What to do »
A single figure is wanted: the count of lines below containing the string "struct".
* * * * * * *
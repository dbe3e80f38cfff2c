//! Window + runtime loop.
//!
//! Owns the `winit` EventLoop and the single window, and wires them to the GPU layer.

mod runtime;

pub use runtime::{Runtime, RuntimeConfig};
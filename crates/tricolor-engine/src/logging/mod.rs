//! Logging utilities.
//!
//! Centralizes logger initialization. Everything else in the crate logs through
//! the `log` facade only.

mod init;

pub use init::{init_logging, LoggingConfig, DEFAULT_FILTER};
/// Frame rate used when neither the caller nor the display reports one.
pub const DEFAULT_FRAME_RATE: u32 = 60;

/// Fixed-step animation clock.
///
/// Unlike a wall-clock timer, elapsed time advances by exactly `1 / frame_rate`
/// per `advance()` call, so animation is a function of the number of presented
/// frames only. A stalled or skipped display tick does not make the animation jump.
#[derive(Debug, Clone)]
pub struct AnimationClock {
    elapsed: f32,
    step: f32,
    frame_index: u64,
}

impl AnimationClock {
    /// Creates a clock ticking at `frame_rate` frames per second.
    ///
    /// A frame rate of zero is treated as one frame per second.
    pub fn new(frame_rate: u32) -> Self {
        Self {
            elapsed: 0.0,
            step: 1.0 / frame_rate.max(1) as f32,
            frame_index: 0,
        }
    }

    /// Advances the clock by one frame and returns the new elapsed time.
    pub fn advance(&mut self) -> f32 {
        self.elapsed += self.step;
        self.frame_index = self.frame_index.wrapping_add(1);
        self.elapsed
    }

    /// Elapsed animation time in seconds.
    #[inline]
    pub fn elapsed(&self) -> f32 {
        self.elapsed
    }

    /// Seconds added per frame.
    #[inline]
    pub fn step(&self) -> f32 {
        self.step
    }

    /// Number of `advance()` calls so far.
    #[inline]
    pub fn frame_index(&self) -> u64 {
        self.frame_index
    }
}

impl Default for AnimationClock {
    fn default() -> Self {
        Self::new(DEFAULT_FRAME_RATE)
    }
}

#[cfg(test)]
mod tests {
    use super::*;

    #[test]
    fn starts_at_zero() {
        let clock = AnimationClock::new(60);
        assert_eq!(clock.elapsed(), 0.0);
        assert_eq!(clock.frame_index(), 0);
    }

    #[test]
    fn advance_adds_one_step() {
        let mut clock = AnimationClock::new(120);
        let t = clock.advance();
        assert!((t - 1.0 / 120.0).abs() < 1e-7);
        assert_eq!(clock.frame_index(), 1);
    }

    #[test]
    fn n_advances_reach_n_over_f() {
        for rate in [24u32, 30, 60, 120] {
            let mut clock = AnimationClock::new(rate);
            let mut last = clock.elapsed();
            for _ in 0..rate * 3 {
                let t = clock.advance();
                assert!(t > last, "clock must increase monotonically");
                last = t;
            }
            // f32 accumulation drifts slightly over a few hundred steps.
            assert!((clock.elapsed() - 3.0).abs() < 1e-3, "rate {rate}: {}", clock.elapsed());
        }
    }

    #[test]
    fn zero_rate_does_not_divide_by_zero() {
        let mut clock = AnimationClock::new(0);
        assert_eq!(clock.step(), 1.0);
        assert_eq!(clock.advance(), 1.0);
    }

    #[test]
    fn default_runs_at_sixty_hz() {
        let clock = AnimationClock::default();
        assert!((clock.step() - 1.0 / 60.0).abs() < 1e-7);
    }
}
use anyhow::{Context, Result};
use wgpu::SurfaceError;
use winit::dpi::PhysicalSize;
use winit::window::Window;

use super::surface;
use super::{GpuFrame, GpuInit, SurfaceErrorAction};

/// Owns wgpu core objects and the surface configuration.
///
/// This type is the low-level rendering context:
/// - creates and stores Instance/Adapter/Device/Queue
/// - creates and configures the Surface (swapchain)
/// - acquires frames and provides an encoder + view for rendering
pub struct Gpu<'w> {
    /// Kept alive for the surface's sake.
    _instance: wgpu::Instance,

    /// Surface bound to the window.
    ///
    /// Surface lifetime is tied to the window; the window must outlive `Gpu`.
    surface: wgpu::Surface<'w>,

    /// Logical device.
    device: wgpu::Device,

    /// Command queue.
    queue: wgpu::Queue,

    /// Active surface configuration.
    config: wgpu::SurfaceConfiguration,

    /// Current drawable size in physical pixels.
    size: PhysicalSize<u32>,
}

impl<'w> Gpu<'w> {
    /// Creates a GPU context bound to a window.
    ///
    /// Adapter/device acquisition is asynchronous under wgpu.
    pub async fn new(window: &'w Window, init: GpuInit) -> Result<Self> {
        let size = window.inner_size();

        let GpuInit {
            preferred_format,
            present_mode,
            alpha_mode,
            required_features,
            required_limits,
            desired_maximum_frame_latency,
        } = init;

        let instance = wgpu::Instance::new(&wgpu::InstanceDescriptor {
            backends: wgpu::Backends::all(),
            ..Default::default()
        });

        let surface = instance
            .create_surface(window)
            .context("failed to create wgpu surface")?;

        let adapter = instance
            .request_adapter(&wgpu::RequestAdapterOptions {
                power_preference: wgpu::PowerPreference::default(),
                compatible_surface: Some(&surface),
                force_fallback_adapter: false,
            })
            .await
            .context("failed to find a suitable GPU adapter")?;

        let info = adapter.get_info();
        log::info!("using adapter {} ({:?})", info.name, info.backend);

        let (device, queue) = adapter
            .request_device(&wgpu::DeviceDescriptor {
                label: Some("tricolor device"),
                required_features,
                required_limits,
                experimental_features: wgpu::ExperimentalFeatures::disabled(),
                memory_hints: wgpu::MemoryHints::default(),
                trace: wgpu::Trace::Off,
            })
            .await
            .context("failed to create wgpu device/queue")?;

        let surface_caps = surface.get_capabilities(&adapter);
        let format = surface::choose_surface_format(&surface_caps.formats, preferred_format)
            .context("no supported surface formats")?;

        let alpha_mode = surface::choose_alpha_mode(&surface_caps.alpha_modes, alpha_mode);

        let config = wgpu::SurfaceConfiguration {
            usage: wgpu::TextureUsages::RENDER_ATTACHMENT,
            format,
            width: size.width.max(1),
            height: size.height.max(1),
            present_mode,
            alpha_mode,
            view_formats: vec![],
            desired_maximum_frame_latency,
        };

        if size.width > 0 && size.height > 0 {
            surface.configure(&device, &config);
        }

        Ok(Self {
            _instance: instance,
            surface,
            device,
            queue,
            config,
            size,
        })
    }

    /// Returns the active surface format.
    pub fn surface_format(&self) -> wgpu::TextureFormat {
        self.config.format
    }

    /// Whether the surface currently has a drawable area.
    pub fn has_area(&self) -> bool {
        self.size.width > 0 && self.size.height > 0
    }

    /// Returns a reference to the logical device.
    pub fn device(&self) -> &wgpu::Device {
        &self.device
    }

    /// Returns a reference to the command queue.
    pub fn queue(&self) -> &wgpu::Queue {
        &self.queue
    }

    /// Reconfigures the surface after a resize.
    pub fn resize(&mut self, new_size: PhysicalSize<u32>) {
        surface::apply_resize(
            &self.surface,
            &self.device,
            &mut self.config,
            &mut self.size,
            new_size,
        );
    }

    /// Acquires the next surface texture and creates an encoder.
    ///
    /// The returned frame owns the surface texture; it is presented explicitly
    /// after submission.
    pub fn begin_frame(&self) -> std::result::Result<GpuFrame, SurfaceError> {
        let surface_texture = self.surface.get_current_texture()?;
        let view = surface_texture
            .texture
            .create_view(&wgpu::TextureViewDescriptor::default());

        let encoder = self
            .device
            .create_command_encoder(&wgpu::CommandEncoderDescriptor {
                label: Some("tricolor frame encoder"),
            });

        Ok(GpuFrame {
            surface_texture,
            view,
            encoder,
        })
    }

    /// Converts a `SurfaceError` into a higher-level action.
    pub fn handle_surface_error(&mut self, err: SurfaceError) -> SurfaceErrorAction {
        surface::map_surface_error(&self.surface, &self.device, &self.config, self.size, err)
    }
}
* * * * * * *
Solution to this task »
2